▸ RECORDS PROVIDED:

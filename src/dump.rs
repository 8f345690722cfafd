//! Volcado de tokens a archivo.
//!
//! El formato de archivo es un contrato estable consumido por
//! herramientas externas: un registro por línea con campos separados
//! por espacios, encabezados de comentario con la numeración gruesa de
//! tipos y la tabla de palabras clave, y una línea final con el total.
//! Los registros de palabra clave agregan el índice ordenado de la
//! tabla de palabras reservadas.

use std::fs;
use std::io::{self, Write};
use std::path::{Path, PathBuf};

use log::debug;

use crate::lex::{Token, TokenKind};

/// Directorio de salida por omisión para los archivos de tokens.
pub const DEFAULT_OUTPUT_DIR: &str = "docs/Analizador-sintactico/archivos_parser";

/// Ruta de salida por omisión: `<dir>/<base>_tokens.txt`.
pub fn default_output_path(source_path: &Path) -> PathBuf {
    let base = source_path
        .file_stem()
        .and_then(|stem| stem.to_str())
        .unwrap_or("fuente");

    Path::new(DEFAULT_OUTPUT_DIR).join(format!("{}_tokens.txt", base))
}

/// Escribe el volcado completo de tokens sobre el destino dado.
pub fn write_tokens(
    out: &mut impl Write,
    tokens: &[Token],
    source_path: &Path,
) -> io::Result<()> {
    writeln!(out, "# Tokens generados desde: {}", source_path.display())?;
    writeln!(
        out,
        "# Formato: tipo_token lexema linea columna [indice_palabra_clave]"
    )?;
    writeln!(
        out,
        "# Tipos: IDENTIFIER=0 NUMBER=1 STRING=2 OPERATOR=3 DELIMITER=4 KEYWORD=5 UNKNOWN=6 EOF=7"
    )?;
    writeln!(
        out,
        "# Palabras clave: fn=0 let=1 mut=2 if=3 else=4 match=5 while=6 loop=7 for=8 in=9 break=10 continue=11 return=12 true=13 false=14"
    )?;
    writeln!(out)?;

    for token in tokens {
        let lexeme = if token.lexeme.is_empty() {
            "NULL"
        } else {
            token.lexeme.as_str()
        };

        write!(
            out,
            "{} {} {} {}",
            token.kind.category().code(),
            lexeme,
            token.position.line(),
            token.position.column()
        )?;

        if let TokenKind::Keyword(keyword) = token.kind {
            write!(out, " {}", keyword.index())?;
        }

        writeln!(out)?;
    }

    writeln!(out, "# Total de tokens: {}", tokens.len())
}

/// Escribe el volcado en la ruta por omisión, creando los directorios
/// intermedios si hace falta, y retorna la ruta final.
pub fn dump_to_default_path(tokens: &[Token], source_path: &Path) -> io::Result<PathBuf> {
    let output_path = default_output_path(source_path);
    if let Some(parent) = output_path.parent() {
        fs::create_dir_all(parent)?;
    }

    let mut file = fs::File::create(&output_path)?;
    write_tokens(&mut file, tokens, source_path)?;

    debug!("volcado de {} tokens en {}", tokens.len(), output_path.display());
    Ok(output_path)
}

▸ TASK TO COMPLETE: Return every line above that contains the word "parent".

▸ SOLUTION:
    if let Some(parent) = output_path.parent() {
        fs::create_dir_all(parent)?;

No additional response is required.